Collected data
┄┄┄┄┄┄┄┄┄┄┄┄┄┄┄┄┄┄┄┄

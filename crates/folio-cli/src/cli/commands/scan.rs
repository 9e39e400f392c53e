use crate::cli::args::{Pattern, ScanArgs};
use crate::exit_codes::{EXIT_CONFIG_ERROR, EXIT_SUCCESS};
use crate::report::{ScanReport, SCHEMA_VERSION};
use crate::sim::{self, SimItem, SimLedger};
use anyhow::{Context, Result};
use folio_cache::{get, CacheConfig, PagedCache};
use futures::StreamExt;
use std::fs;
use std::sync::Arc;
use std::time::{Duration, Instant};
use tracing::{info, warn};

pub async fn run(args: ScanArgs) -> Result<i32> {
    let config = match resolve_config(&args) {
        Ok(c) => c,
        Err(e) => {
            eprintln!("Config error: {e:#}");
            return Ok(EXIT_CONFIG_ERROR);
        }
    };
    if let Err(e) = config.validate() {
        eprintln!("Config error: {e}");
        return Ok(EXIT_CONFIG_ERROR);
    }
    if args.fail_every == Some(0) {
        eprintln!("Config error: --fail-every must be > 0");
        return Ok(EXIT_CONFIG_ERROR);
    }

    let ledger = Arc::new(SimLedger::new(args.items));
    let items = sim::items(
        args.items,
        Duration::from_millis(args.load_delay_ms),
        args.fail_every,
        &ledger,
    );
    let cache = PagedCache::new(items, config.clone()).context("failed to create cache")?;
    info!(
        cache = %config.name,
        items = args.items,
        page_size = config.page_size,
        capacity = config.capacity,
        pattern = ?args.pattern,
        "starting scan"
    );

    let started = Instant::now();
    let accesses = match args.pattern {
        Pattern::Screens => walk_screens(&cache).await,
        pattern => {
            let plan = sim::access_plan(
                pattern,
                args.items,
                args.accesses.unwrap_or(args.items),
                args.seed,
            );
            walk_plan(&cache, &plan).await?
        }
    };
    let elapsed = started.elapsed();

    let stats = cache.stats().await.context("reading cache stats")?;
    let pages = cache.page_count();
    cache.free();

    let all_unloaded =
        wait_for_unloads(&ledger, Duration::from_millis(args.unload_timeout_ms)).await;
    if !all_unloaded {
        warn!(
            timeout_ms = args.unload_timeout_ms,
            "not every item was unloaded before the timeout"
        );
    }

    let report = ScanReport {
        schema_version: SCHEMA_VERSION.to_string(),
        cache_name: config.name,
        pattern: args.pattern,
        items: args.items,
        page_size: config.page_size,
        capacity: config.capacity,
        pages,
        accesses,
        elapsed_ms: u64::try_from(elapsed.as_millis()).unwrap_or(u64::MAX),
        cache: stats,
        items_loaded: ledger.total_loads(),
        items_unloaded: ledger.total_unloads(),
        load_failures: ledger.failures(),
        reloaded_items: ledger.reloaded(),
        all_unloaded,
    };

    let json = serde_json::to_string_pretty(&report)?;
    match &args.out {
        Some(path) => fs::write(path, format!("{json}\n"))
            .with_context(|| format!("failed to write report to {}", path.display()))?,
        None => println!("{json}"),
    }
    Ok(EXIT_SUCCESS)
}

/// Cache config for a scan. Precedence: `--config` file if given, otherwise
/// `FOLIO_*` environment; explicit flags override either.
fn resolve_config(args: &ScanArgs) -> Result<CacheConfig> {
    let mut config = match &args.config {
        Some(path) => {
            let content = fs::read_to_string(path)
                .with_context(|| format!("config file not found: {}", path.display()))?;
            serde_yaml::from_str::<CacheConfig>(&content)
                .with_context(|| format!("invalid cache config in {}", path.display()))?
        }
        None => CacheConfig::from_env(),
    };
    if let Some(page_size) = args.page_size {
        config.page_size = page_size;
    }
    if let Some(capacity) = args.capacity {
        config.capacity = capacity;
    }
    if args.verbose {
        config.verbose = true;
    }
    Ok(config)
}

async fn walk_plan(cache: &PagedCache<SimItem>, plan: &[usize]) -> Result<usize> {
    let mut accesses = 0;
    for &index in plan {
        if cache.at(index).await?.is_some() {
            accesses += 1;
        }
    }
    Ok(accesses)
}

/// Read the collection one page-sized window at a time.
async fn walk_screens(cache: &PagedCache<SimItem>) -> usize {
    let screen = cache.page_size();
    let mut accesses = 0;
    for from in (0..cache.len()).step_by(screen) {
        let to = (from + screen).min(cache.len());
        let shown = get(cache, from, to).count().await;
        if shown < to - from {
            warn!(from, to, shown, "screen came back short");
        }
        accesses += shown;
    }
    accesses
}

async fn wait_for_unloads(ledger: &SimLedger, limit: Duration) -> bool {
    tokio::time::timeout(limit, async {
        while !ledger.all_unloaded() {
            tokio::time::sleep(Duration::from_millis(5)).await;
        }
    })
    .await
    .is_ok()
}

┄┄┄┄┄┄┄┄┄┄┄┄┄┄┄┄┄┄┄┄

When a line in the records holds the string "Instant", copy that line.

◆ Task result ◆
use std::time::{Duration, Instant};
    let started = Instant::now();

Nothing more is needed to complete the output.